Records shown section start

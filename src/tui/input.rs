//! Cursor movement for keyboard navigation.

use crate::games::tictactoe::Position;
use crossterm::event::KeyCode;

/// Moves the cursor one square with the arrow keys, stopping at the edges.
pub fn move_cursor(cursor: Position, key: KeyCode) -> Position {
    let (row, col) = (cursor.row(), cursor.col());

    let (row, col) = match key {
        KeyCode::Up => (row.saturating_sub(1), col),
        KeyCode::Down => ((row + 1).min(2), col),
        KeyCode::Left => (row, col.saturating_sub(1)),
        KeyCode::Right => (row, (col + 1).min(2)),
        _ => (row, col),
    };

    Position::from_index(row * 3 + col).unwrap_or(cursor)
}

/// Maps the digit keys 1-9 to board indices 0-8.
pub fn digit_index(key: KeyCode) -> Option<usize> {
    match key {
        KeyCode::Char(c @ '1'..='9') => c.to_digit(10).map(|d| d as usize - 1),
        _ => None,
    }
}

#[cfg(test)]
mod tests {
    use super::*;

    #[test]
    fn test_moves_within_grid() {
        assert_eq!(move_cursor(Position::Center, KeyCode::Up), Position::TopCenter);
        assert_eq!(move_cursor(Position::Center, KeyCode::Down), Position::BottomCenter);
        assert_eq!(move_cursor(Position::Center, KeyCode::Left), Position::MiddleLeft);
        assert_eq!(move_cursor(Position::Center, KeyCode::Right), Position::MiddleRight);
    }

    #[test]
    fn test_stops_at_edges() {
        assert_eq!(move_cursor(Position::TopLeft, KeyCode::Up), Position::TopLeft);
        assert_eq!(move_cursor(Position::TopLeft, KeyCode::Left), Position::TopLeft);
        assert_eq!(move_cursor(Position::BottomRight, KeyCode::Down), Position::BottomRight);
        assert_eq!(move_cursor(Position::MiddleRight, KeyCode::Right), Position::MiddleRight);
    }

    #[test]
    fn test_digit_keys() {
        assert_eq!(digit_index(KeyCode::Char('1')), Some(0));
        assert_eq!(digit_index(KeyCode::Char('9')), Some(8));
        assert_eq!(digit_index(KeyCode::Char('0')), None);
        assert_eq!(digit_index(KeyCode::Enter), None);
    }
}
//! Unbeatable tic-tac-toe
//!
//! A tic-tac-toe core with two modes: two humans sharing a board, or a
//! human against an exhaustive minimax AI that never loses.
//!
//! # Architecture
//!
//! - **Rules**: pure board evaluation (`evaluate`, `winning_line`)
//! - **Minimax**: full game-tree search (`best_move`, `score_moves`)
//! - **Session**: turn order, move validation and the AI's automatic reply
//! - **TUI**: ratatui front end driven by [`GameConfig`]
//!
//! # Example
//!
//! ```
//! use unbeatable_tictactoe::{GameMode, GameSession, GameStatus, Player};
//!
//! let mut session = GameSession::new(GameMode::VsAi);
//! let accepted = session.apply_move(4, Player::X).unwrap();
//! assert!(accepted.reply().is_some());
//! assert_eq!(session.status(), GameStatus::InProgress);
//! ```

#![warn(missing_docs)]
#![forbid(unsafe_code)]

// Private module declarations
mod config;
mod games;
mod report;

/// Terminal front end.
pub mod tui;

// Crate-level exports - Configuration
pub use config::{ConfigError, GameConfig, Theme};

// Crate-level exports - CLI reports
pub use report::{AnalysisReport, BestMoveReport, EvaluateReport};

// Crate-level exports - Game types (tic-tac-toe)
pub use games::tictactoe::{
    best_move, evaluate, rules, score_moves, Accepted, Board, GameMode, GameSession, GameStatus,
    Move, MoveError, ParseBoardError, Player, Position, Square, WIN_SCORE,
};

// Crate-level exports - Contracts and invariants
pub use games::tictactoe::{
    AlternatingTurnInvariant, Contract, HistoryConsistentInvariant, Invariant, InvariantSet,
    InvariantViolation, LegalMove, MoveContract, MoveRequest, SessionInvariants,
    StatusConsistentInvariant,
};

Records shown section end
Records shown section start

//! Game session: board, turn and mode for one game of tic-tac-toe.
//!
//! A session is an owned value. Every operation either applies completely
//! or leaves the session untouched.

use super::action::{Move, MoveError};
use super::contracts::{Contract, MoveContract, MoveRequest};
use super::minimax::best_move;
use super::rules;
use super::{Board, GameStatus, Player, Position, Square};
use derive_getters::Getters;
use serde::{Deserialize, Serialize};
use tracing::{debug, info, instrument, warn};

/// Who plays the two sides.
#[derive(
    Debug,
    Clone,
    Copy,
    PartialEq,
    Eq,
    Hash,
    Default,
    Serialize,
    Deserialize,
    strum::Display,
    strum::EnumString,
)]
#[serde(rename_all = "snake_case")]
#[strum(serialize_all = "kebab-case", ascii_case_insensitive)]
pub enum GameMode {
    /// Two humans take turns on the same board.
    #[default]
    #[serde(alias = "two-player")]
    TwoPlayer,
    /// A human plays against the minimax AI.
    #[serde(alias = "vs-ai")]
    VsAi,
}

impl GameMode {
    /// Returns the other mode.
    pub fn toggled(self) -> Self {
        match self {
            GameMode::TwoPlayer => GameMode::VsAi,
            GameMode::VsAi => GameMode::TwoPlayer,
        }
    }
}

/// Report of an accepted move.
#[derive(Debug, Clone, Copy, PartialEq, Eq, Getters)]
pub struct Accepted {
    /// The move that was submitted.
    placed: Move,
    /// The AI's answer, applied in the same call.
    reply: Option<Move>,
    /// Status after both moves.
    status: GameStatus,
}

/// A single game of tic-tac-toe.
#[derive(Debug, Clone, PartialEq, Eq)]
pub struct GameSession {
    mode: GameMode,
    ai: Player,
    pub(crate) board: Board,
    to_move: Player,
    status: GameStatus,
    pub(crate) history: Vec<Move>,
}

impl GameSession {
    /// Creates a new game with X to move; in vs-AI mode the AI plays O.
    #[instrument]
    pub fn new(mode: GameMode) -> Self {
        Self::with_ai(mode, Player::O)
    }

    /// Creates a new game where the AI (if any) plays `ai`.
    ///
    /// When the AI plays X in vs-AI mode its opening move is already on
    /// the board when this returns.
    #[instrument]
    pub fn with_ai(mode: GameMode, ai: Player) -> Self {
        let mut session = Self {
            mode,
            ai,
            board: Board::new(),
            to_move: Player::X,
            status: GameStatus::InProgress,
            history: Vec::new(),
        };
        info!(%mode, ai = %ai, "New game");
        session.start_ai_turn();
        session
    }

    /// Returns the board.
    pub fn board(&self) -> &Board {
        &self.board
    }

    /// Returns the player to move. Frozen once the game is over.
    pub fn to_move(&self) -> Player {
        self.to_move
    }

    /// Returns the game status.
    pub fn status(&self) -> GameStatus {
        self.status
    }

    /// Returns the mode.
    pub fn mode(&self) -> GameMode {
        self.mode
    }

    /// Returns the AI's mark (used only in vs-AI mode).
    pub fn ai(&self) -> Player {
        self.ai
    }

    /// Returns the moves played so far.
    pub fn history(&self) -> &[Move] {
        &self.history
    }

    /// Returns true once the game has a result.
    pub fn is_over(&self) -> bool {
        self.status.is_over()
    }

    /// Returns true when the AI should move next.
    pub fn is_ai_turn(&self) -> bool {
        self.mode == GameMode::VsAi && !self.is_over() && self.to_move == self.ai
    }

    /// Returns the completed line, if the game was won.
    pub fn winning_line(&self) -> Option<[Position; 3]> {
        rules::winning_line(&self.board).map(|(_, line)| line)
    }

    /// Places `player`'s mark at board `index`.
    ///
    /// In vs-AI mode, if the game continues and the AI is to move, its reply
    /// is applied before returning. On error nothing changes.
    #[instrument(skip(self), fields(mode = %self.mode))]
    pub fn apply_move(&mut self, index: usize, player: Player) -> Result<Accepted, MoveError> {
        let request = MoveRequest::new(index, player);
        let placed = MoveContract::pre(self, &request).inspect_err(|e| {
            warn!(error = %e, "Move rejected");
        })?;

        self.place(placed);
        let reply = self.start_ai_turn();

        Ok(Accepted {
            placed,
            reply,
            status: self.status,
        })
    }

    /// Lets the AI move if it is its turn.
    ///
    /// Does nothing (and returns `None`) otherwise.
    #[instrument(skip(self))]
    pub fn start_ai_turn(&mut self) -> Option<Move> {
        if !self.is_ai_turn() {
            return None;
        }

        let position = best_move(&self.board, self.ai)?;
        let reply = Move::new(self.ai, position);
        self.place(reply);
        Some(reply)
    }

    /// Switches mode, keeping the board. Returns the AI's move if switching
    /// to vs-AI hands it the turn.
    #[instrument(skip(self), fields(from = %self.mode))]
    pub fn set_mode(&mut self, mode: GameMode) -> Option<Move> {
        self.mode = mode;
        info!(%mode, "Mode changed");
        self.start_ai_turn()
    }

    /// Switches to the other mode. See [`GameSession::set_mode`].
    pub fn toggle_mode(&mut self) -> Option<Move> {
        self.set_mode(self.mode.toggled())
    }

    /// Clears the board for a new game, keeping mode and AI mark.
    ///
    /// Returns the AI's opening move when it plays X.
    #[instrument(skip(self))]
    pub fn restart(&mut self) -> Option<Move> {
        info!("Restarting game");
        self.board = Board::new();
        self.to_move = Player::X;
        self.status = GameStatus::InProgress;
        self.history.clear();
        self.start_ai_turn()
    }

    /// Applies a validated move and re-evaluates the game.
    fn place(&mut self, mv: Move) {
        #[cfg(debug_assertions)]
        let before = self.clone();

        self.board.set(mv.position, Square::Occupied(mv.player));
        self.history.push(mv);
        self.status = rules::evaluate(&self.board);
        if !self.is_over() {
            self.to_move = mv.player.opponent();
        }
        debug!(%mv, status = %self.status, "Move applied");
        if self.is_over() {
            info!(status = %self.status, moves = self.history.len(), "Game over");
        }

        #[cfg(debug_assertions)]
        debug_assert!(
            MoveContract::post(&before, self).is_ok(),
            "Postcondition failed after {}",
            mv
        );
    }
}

Records shown section end
Records shown section start

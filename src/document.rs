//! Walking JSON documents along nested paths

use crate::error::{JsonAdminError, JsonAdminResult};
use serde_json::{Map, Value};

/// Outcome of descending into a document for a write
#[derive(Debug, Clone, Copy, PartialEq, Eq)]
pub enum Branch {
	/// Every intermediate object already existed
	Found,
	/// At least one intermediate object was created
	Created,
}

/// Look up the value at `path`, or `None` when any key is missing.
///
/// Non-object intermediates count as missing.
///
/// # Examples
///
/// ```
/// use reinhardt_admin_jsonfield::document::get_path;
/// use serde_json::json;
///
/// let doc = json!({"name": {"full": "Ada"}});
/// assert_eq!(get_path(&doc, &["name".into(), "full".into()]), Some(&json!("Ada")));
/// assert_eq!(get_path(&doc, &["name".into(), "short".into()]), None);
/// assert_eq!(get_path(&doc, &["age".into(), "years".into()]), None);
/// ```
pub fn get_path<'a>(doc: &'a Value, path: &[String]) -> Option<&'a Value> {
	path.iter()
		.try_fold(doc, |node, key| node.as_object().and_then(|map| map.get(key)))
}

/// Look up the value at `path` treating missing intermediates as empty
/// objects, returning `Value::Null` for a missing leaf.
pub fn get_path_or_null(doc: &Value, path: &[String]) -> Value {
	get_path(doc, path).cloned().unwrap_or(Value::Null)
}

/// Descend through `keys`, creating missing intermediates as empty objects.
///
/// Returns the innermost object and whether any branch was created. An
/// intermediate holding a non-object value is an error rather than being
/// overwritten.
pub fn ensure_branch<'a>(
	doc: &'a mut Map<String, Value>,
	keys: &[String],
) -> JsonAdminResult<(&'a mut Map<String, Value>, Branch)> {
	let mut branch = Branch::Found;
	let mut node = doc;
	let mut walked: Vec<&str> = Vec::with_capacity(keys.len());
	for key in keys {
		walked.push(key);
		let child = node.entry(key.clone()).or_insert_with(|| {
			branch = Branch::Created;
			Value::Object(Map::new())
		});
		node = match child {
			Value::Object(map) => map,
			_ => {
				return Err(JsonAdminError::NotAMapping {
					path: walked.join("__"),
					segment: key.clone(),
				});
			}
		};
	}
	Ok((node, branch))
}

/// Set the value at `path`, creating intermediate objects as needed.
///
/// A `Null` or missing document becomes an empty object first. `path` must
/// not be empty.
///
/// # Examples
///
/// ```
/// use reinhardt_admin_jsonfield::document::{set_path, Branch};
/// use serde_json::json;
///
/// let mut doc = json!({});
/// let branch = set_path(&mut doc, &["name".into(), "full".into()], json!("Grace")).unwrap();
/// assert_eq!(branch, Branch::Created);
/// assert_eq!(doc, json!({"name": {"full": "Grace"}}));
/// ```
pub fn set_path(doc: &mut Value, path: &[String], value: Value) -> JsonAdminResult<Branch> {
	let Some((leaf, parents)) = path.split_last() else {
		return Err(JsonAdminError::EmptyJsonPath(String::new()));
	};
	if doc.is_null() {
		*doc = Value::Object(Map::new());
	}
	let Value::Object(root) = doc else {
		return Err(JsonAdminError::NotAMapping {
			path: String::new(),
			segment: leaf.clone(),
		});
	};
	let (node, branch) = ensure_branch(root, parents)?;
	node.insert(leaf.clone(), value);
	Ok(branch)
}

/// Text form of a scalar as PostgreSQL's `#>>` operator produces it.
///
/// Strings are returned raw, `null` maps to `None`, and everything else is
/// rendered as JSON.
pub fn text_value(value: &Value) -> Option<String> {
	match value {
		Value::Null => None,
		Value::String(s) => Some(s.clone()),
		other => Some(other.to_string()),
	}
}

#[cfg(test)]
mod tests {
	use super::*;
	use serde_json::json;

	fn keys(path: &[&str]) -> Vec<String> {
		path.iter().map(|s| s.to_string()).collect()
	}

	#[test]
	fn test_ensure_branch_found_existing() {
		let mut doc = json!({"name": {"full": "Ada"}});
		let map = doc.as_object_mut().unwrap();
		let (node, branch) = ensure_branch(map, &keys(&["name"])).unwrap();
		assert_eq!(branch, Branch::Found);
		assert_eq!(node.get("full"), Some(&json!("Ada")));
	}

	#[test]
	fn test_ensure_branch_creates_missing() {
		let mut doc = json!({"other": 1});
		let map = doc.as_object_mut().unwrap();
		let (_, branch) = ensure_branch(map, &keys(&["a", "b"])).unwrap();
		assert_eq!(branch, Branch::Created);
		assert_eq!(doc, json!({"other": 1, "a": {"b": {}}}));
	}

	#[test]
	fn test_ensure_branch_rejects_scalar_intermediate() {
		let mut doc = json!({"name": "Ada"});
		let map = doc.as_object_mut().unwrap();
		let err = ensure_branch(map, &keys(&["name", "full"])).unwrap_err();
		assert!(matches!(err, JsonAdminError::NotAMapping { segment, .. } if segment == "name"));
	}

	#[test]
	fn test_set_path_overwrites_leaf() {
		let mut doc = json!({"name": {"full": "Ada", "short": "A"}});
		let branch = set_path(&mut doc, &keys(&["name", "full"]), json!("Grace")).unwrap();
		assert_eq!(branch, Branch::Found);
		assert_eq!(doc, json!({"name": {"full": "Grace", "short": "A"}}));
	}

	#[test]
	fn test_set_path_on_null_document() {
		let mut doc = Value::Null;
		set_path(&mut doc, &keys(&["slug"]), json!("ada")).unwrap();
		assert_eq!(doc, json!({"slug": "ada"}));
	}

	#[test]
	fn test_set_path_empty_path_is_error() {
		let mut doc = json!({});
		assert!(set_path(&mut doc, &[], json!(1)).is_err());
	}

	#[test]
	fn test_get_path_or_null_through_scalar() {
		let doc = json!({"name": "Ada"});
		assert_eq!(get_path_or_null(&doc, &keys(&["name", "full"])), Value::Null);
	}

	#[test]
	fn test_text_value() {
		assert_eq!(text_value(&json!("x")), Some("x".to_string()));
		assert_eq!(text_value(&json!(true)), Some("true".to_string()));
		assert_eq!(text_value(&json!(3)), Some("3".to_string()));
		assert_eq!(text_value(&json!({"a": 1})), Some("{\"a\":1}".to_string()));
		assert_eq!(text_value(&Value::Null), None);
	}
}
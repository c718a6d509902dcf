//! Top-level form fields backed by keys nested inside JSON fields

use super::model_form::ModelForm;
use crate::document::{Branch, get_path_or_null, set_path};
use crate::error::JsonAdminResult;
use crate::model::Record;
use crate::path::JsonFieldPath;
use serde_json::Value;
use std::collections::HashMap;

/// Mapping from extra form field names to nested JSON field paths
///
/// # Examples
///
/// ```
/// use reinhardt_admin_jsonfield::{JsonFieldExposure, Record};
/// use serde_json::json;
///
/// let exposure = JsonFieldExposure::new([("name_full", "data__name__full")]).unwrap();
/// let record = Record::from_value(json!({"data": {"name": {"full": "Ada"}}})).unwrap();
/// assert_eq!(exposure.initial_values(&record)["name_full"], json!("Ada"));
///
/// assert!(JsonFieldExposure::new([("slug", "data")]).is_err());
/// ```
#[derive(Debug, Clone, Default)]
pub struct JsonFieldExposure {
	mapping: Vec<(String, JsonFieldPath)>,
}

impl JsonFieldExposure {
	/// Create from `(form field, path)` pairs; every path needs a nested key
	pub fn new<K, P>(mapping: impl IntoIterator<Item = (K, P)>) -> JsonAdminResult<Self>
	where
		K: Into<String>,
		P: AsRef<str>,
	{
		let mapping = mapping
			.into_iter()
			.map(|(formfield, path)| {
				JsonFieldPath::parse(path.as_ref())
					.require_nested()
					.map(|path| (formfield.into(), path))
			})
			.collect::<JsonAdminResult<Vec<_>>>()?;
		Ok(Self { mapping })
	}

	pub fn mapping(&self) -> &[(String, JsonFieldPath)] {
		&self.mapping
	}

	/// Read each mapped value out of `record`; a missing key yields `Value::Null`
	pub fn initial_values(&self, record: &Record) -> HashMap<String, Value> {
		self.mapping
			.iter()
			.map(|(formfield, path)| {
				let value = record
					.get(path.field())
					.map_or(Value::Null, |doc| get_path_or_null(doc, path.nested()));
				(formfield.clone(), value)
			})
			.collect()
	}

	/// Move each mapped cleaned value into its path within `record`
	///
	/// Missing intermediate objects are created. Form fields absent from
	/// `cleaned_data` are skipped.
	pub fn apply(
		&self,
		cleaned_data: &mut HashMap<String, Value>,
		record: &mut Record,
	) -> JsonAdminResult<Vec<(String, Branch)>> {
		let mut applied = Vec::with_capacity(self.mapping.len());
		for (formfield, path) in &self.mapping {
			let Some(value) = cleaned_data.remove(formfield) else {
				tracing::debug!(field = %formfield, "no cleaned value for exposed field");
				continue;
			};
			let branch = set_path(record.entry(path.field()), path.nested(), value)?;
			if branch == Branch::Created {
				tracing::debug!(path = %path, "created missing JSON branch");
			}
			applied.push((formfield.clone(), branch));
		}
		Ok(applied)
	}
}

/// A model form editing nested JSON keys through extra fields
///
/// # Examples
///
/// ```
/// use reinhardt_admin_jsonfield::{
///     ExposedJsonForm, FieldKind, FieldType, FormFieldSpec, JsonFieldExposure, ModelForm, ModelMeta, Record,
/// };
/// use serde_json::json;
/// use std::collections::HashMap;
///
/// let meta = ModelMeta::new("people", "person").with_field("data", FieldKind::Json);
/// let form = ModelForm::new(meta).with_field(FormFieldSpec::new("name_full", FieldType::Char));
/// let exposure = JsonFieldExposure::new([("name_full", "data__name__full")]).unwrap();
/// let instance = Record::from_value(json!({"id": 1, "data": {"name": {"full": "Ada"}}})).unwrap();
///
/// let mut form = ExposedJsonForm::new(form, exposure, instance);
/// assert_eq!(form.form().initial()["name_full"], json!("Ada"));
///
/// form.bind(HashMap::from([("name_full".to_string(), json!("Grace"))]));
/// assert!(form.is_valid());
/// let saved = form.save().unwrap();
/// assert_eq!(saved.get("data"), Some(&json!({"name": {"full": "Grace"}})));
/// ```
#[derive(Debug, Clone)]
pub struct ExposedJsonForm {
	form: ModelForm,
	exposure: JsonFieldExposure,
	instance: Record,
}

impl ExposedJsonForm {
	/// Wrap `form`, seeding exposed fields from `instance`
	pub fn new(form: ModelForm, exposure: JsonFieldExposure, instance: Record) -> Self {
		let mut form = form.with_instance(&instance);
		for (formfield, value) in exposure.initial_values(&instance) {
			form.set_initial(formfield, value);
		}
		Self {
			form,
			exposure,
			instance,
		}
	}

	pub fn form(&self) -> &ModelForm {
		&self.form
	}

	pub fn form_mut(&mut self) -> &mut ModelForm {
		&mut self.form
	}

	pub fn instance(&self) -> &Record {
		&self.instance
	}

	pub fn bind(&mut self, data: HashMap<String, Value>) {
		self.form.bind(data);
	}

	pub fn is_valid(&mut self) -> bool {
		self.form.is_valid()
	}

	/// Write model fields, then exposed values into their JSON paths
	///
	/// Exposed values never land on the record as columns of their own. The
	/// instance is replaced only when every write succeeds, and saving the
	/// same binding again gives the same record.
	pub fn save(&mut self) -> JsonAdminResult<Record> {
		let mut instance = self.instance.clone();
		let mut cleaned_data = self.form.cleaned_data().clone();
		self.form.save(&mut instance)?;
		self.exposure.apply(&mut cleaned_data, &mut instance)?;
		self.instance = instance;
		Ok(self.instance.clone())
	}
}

Records shown section end

_What is expected_. Check each line of the entries above for the word "Look". List the ones that have it.

_Your solution_.
/// Look up the value at `path`, or `None` when any key is missing.
/// Look up the value at `path` treating missing intermediates as empty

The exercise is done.